¿Cuánto más esperar?




A UNA SEMANA de la elección municipal, persisten las especulaciones sobre la cantidad de ciudadanos que concurrirán a votar. Tal como tantas veces se ha recordado, las tasas de participación electoral han caído sistemáticamente en la última década, constituyéndose en un síntoma del debilitamiento de nuestra democracia. Como obviamente se ha insistido, se trata de un fenómeno mundial, el que sin embargo tiene algunas especiales características locales que lo transforman en una cuestión todavía más compleja.

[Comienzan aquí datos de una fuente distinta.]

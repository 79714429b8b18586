//! Exhibition REST API tools: paginated listings and session search.

use std::time::Duration;

use async_trait::async_trait;
use reqwest::header::ACCEPT;
use serde::Deserialize;
use serde_json::{json, Value};

use super::{parse_args, Tool, ToolError};

/// Largest page size the tools will request.
const MAX_LIMIT: u32 = 50;

/// How much of a non-JSON body is echoed back in errors.
const MAX_ERROR_BODY: usize = 500;

/// HTTP client bound to the exhibition API base URL.
#[derive(Clone)]
pub struct KnowledgeApi {
    client: reqwest::Client,
    base_url: String,
}

impl KnowledgeApi {
    pub fn new(base_url: impl Into<String>) -> Result<Self, ToolError> {
        let client = reqwest::Client::builder()
            .user_agent(concat!("rextro-rag/", env!("CARGO_PKG_VERSION")))
            .connect_timeout(Duration::from_secs(10))
            .timeout(Duration::from_secs(30))
            .build()
            .map_err(|e| ToolError::Request(e.to_string()))?;
        Ok(Self {
            client,
            base_url: base_url.into().trim_end_matches('/').to_string(),
        })
    }

    /// GET `path` with `params` and return the body as pretty-printed JSON.
    pub async fn get_json(
        &self,
        path: &str,
        params: &[(&'static str, String)],
    ) -> Result<String, ToolError> {
        let url = format!("{}{}", self.base_url, path);
        tracing::debug!("GET {} {:?}", url, params);

        let response = self
            .client
            .get(&url)
            .header(ACCEPT, "application/json")
            .query(params)
            .send()
            .await
            .map_err(|e| ToolError::Request(e.to_string()))?;

        let status = response.status();
        let body = response
            .text()
            .await
            .map_err(|e| ToolError::Request(e.to_string()))?;

        if !status.is_success() {
            return Err(ToolError::Http {
                status: status.as_u16(),
                body: truncate(&body, MAX_ERROR_BODY),
            });
        }

        let value: Value = serde_json::from_str(&body)
            .map_err(|_| ToolError::InvalidJson(truncate(&body, MAX_ERROR_BODY)))?;
        serde_json::to_string_pretty(&value).map_err(|e| ToolError::InvalidJson(e.to_string()))
    }
}

fn truncate(s: &str, max_chars: usize) -> String {
    if s.chars().count() <= max_chars {
        s.to_string()
    } else {
        let head: String = s.chars().take(max_chars).collect();
        format!("{}... [truncated]", head)
    }
}

#[derive(Debug, Clone, Copy, Default, PartialEq, Eq, Deserialize)]
#[serde(rename_all = "lowercase")]
pub enum SortOrder {
    Asc,
    #[default]
    Desc,
}

impl SortOrder {
    pub fn as_str(&self) -> &'static str {
        match self {
            Self::Asc => "asc",
            Self::Desc => "desc",
        }
    }
}

/// Pagination and sorting sent to listing endpoints.
#[derive(Debug, Clone, PartialEq, Eq)]
pub struct PageParams {
    pub page: u32,
    pub limit: u32,
    pub sort_by: Option<String>,
    pub sort_order: SortOrder,
}

impl PageParams {
    fn to_query(&self) -> Vec<(&'static str, String)> {
        let mut params = vec![
            ("page", self.page.to_string()),
            ("limit", self.limit.to_string()),
        ];
        if let Some(sort_by) = &self.sort_by {
            params.push(("sortBy", sort_by.clone()));
        }
        params.push(("sortOrder", self.sort_order.as_str().to_string()));
        params
    }
}

#[derive(Debug, Default, Deserialize)]
#[serde(rename_all = "camelCase")]
struct PageArgs {
    page: Option<u32>,
    limit: Option<u32>,
    sort_by: Option<String>,
    sort_order: Option<SortOrder>,
}

impl PageArgs {
    fn resolve(self, default_sort_by: &str) -> PageParams {
        PageParams {
            page: self.page.unwrap_or(1).max(1),
            limit: self.limit.unwrap_or(10).clamp(1, MAX_LIMIT),
            sort_by: Some(
                self.sort_by
                    .filter(|s| !s.trim().is_empty())
                    .unwrap_or_else(|| default_sort_by.to_string()),
            ),
            sort_order: self.sort_order.unwrap_or_default(),
        }
    }
}

fn page_properties() -> serde_json::Map<String, Value> {
    let schema = json!({
        "page": {
            "type": "integer",
            "description": "Which page of results to return. Default is 1."
        },
        "limit": {
            "type": "integer",
            "description": "How many results to return per page. Default is 10."
        },
        "sortBy": {
            "type": "string",
            "description": "Field to sort by."
        },
        "sortOrder": {
            "type": "string",
            "enum": ["asc", "desc"],
            "description": "Sorting direction. Default is 'desc'."
        }
    });
    match schema {
        Value::Object(map) => map,
        _ => serde_json::Map::new(),
    }
}

/// How a listing tool picks its page parameters.
enum Paging {
    /// From the model's arguments, sorting by this field when none is given
    FromArgs { default_sort_by: String },
    /// Always the same page; arguments are ignored
    Fixed(PageParams),
}

/// Fetches one page of a listing endpoint.
pub struct ListingTool {
    api: KnowledgeApi,
    name: String,
    description: String,
    path: String,
    paging: Paging,
}

impl ListingTool {
    pub fn new(
        api: KnowledgeApi,
        name: impl Into<String>,
        description: impl Into<String>,
        path: impl Into<String>,
        default_sort_by: impl Into<String>,
    ) -> Self {
        Self {
            api,
            name: name.into(),
            description: description.into(),
            path: path.into(),
            paging: Paging::FromArgs {
                default_sort_by: default_sort_by.into(),
            },
        }
    }

    /// A tool that takes no parameters and always fetches `params`.
    pub fn fixed(
        api: KnowledgeApi,
        name: impl Into<String>,
        description: impl Into<String>,
        path: impl Into<String>,
        params: PageParams,
    ) -> Self {
        Self {
            api,
            name: name.into(),
            description: description.into(),
            path: path.into(),
            paging: Paging::Fixed(params),
        }
    }

    /// Exhibition zones, newest first by default.
    pub fn zones(api: KnowledgeApi) -> Self {
        Self::new(
            api,
            "get_zones",
            "Retrieve a list of Rextro Exhibition zones. You can control pagination ('page', 'limit') and sorting ('sortBy', 'sortOrder').",
            "/zones",
            "createdAt",
        )
    }

    /// The three most recent sessions.
    pub fn latest_sessions(api: KnowledgeApi) -> Self {
        Self::fixed(
            api,
            "get_latest_sessions",
            "Retrieve the 3 latest sessions of the Rextro Exhibition. Takes no parameters and always returns the top 3.",
            "/sessions",
            PageParams {
                page: 1,
                limit: 3,
                sort_by: None,
                sort_order: SortOrder::Desc,
            },
        )
    }
}

#[async_trait]
impl Tool for ListingTool {
    fn name(&self) -> &str {
        &self.name
    }

    fn description(&self) -> &str {
        &self.description
    }

    fn parameters_schema(&self) -> Value {
        match self.paging {
            Paging::Fixed(_) => json!({"type": "object", "properties": {}}),
            Paging::FromArgs { .. } => json!({
                "type": "object",
                "properties": page_properties(),
            }),
        }
    }

    async fn execute(&self, args: Value) -> Result<String, ToolError> {
        let params = match &self.paging {
            Paging::Fixed(params) => params.clone(),
            Paging::FromArgs { default_sort_by } => {
                parse_args::<PageArgs>(args)?.resolve(default_sort_by)
            }
        };
        self.api.get_json(&self.path, &params.to_query()).await
    }
}

#[derive(Debug, Deserialize)]
struct SearchArgs {
    query: Option<String>,
    tags: Option<Vec<String>>,
    #[serde(flatten)]
    page: PageArgs,
}

/// Searches sessions by free text and tags.
pub struct SessionSearchTool {
    api: KnowledgeApi,
}

impl SessionSearchTool {
    pub fn new(api: KnowledgeApi) -> Self {
        Self { api }
    }

    /// Optional filters are left out entirely when absent or empty.
    fn build_query(args: SearchArgs) -> Vec<(&'static str, String)> {
        let mut params = args.page.resolve("time").to_query();

        if let Some(query) = args.query.map(|q| q.trim().to_string()).filter(|q| !q.is_empty()) {
            params.push(("query", query));
        }

        let tags: Vec<String> = args
            .tags
            .unwrap_or_default()
            .into_iter()
            .map(|t| t.trim().to_string())
            .filter(|t| !t.is_empty())
            .collect();
        if !tags.is_empty() {
            params.push(("tags", tags.join(",")));
        }

        params
    }
}

#[async_trait]
impl Tool for SessionSearchTool {
    fn name(&self) -> &str {
        "search_rextro_sessions"
    }

    fn description(&self) -> &str {
        "Search the Rextro Exhibition sessions. Optionally give a free-text 'query' to match session titles or descriptions and/or a list of 'tags' to filter by topic. Supports pagination and sorting. Returns the JSON response as formatted text."
    }

    fn parameters_schema(&self) -> Value {
        let mut properties = page_properties();
        properties.insert(
            "query".to_string(),
            json!({
                "type": "string",
                "description": "Optional search term to match session titles/descriptions."
            }),
        );
        properties.insert(
            "tags".to_string(),
            json!({
                "type": "array",
                "items": {"type": "string"},
                "description": "Optional list of tag identifiers to filter sessions by topic."
            }),
        );
        json!({
            "type": "object",
            "properties": properties,
            "required": []
        })
    }

    async fn execute(&self, args: Value) -> Result<String, ToolError> {
        let args: SearchArgs = parse_args(args)?;
        let params = Self::build_query(args);
        self.api.get_json("/sessions/search", &params).await
    }
}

Durante el último tiempo se evidenció con inusitada crudeza la obscena influencia del dinero en los asuntos públicos, lo que acompañado de fenómenos estructurales de cooptación del aparato estatal por intereses de nicho y la instalación de la corrupción como una variable más estructural, han terminado por sepultar el ya alicaído prestigio de la actividad política y la confianza que los ciudadanos depositan en las capacidades y motivaciones de sus principales protagonistas.

De esa forma, y si nada ha de variar significativamente -piensan algunos- poco y nada de interés por sufragar y menos legitimar un sistema que sienten cada día más lejano e ineficiente.

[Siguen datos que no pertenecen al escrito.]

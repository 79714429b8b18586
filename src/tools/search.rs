//! Knowledge-base search over the vector store.

use async_trait::async_trait;
use serde::Deserialize;
use serde_json::{json, Value};

use super::{parse_args, Tool, ToolError};
use crate::retrieval::{format_chunks, Retriever};

/// Semantic search over the exhibition knowledge base.
pub struct KnowledgeBaseTool {
    retriever: Retriever,
    top_k: usize,
}

impl KnowledgeBaseTool {
    pub fn new(retriever: Retriever, top_k: usize) -> Self {
        Self { retriever, top_k }
    }
}

#[derive(Deserialize)]
struct SearchArgs {
    #[serde(default)]
    query_text: String,
}

#[async_trait]
impl Tool for KnowledgeBaseTool {
    fn name(&self) -> &str {
        "get_similar_text_chunks"
    }

    fn description(&self) -> &str {
        "Search the knowledge base for information to answer a user's query. Queries a vector database and returns the most relevant text chunks. Each chunk includes its title, source, URL and content, which you can use to formulate and cite your answer."
    }

    fn parameters_schema(&self) -> Value {
        json!({
            "type": "object",
            "properties": {
                "query_text": {
                    "type": "string",
                    "description": "Natural-language search text"
                }
            },
            "required": ["query_text"]
        })
    }

    async fn execute(&self, args: Value) -> Result<String, ToolError> {
        let args: SearchArgs = parse_args(args)?;
        let query = args.query_text.trim();
        if query.is_empty() {
            return Err(ToolError::InvalidArguments(
                "A query text must be provided.".to_string(),
            ));
        }

        let chunks = self
            .retriever
            .retrieve(query, self.top_k)
            .await
            .map_err(|e| ToolError::Retrieval(e.to_string()))?;

        Ok(format_chunks(query, &chunks))
    }
}

#[cfg(test)]
mod tests {
    use super::*;
    use crate::retrieval::parse_citations;
    use crate::retrieval::testing::{chunk, FixedEmbedder, StaticIndex};
    use std::sync::atomic::Ordering;
    use std::sync::Arc;

    fn tool(index: Arc<StaticIndex>) -> KnowledgeBaseTool {
        let retriever = Retriever::new(Arc::new(FixedEmbedder::new(index.dimension)), index);
        KnowledgeBaseTool::new(retriever, 10)
    }

    #[tokio::test]
    async fn returns_formatted_chunks_with_citations() {
        let index = Arc::new(StaticIndex::new(4, vec![chunk("zones", 0.4), chunk("hours", 0.9)]));
        let output = tool(index).execute(json!({"query_text": "opening"})).await.unwrap();

        assert!(output.starts_with("Found 2 relevant chunks for 'opening':"));
        let citations = parse_citations(&output);
        assert_eq!(citations.len(), 2);
        assert_eq!(citations[0].title.as_deref(), Some("Title for hours"));
    }

    #[tokio::test]
    async fn blank_query_is_rejected_without_search() {
        let index = Arc::new(StaticIndex::new(4, vec![chunk("zones", 0.4)]));
        let err = tool(index.clone())
            .execute(json!({"query_text": "  "}))
            .await
            .unwrap_err();
        assert_eq!(err.to_string(), "Error: A query text must be provided.");
        assert_eq!(index.calls.load(Ordering::SeqCst), 0);
    }

    #[tokio::test]
    async fn retrieval_failure_becomes_tool_error() {
        // Embedding dimension 4 against an index expecting 8.
        let index = Arc::new(StaticIndex::new(8, vec![]));
        let retriever = Retriever::new(Arc::new(FixedEmbedder::new(4)), index);
        let err = KnowledgeBaseTool::new(retriever, 10)
            .execute(json!({"query_text": "zones"}))
            .await
            .unwrap_err();
        assert!(err
            .to_string()
            .starts_with("An error occurred while trying to retrieve text chunks:"));
    }
}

Como si fuera poco, y pese a todos los cambios que se han acometido para perfeccionar nuestra institucionalidad pública, iniciándose así un importante esfuerzo por revertir el deterioro y la desconfianza, resulta tragicómica la noticia de que medio millón de personas fueron involuntariamente cambiadas de sus habituales lugares de votación.

Sin una razonable explicación sobre lo sucedido, y en los hechos conspirando para que todavía sean menos las personas que el próximo domingo concurran a sufragar, la autoridad no parece hasta ahora aquilatar lo grave de esta situación. En efecto, en una semana más, serán pocas las miradas atentas al desenlace de las elecciones municipales y, por el contrario, es muy probable que este último episodio sólo alimente la incipiente crítica que ya se efectúa sobre legitimidad del proceso y sus resultados.

Lo único positivo es que los principales protagonistas de la clase política dirigente no deberían seguir comportándose como si nada ocurriera y, más compelidos que convencidos, tendrán que afrontar un escenario que, desde lo delicado, comienza ya su tránsito hacia lo peligroso.

Muchos esfuerzos se están haciendo en esta materia, pero no todavía los suficientes.

Cada una de las reformas políticas que se han implementado y que actualmente se discuten en el Congreso, han debido ser licuadas en la espuria negociación con los propios incumbentes, quienes sin pudor alguno se suman o restan de las iniciativas según si afectan, o no, sus privilegios y prebendas; conspirando corporativamente y de manera transversal para el fracaso de estos cambios y, como si fuera poco, revistiendo sus argumentos de un discurso que reclama por la dignidad de una actividad que ellos mismos no han dilapidado sin miramientos. Lo que ocurra este 23 de octubre será sólo una señal más de que se nos acaba el tiempo.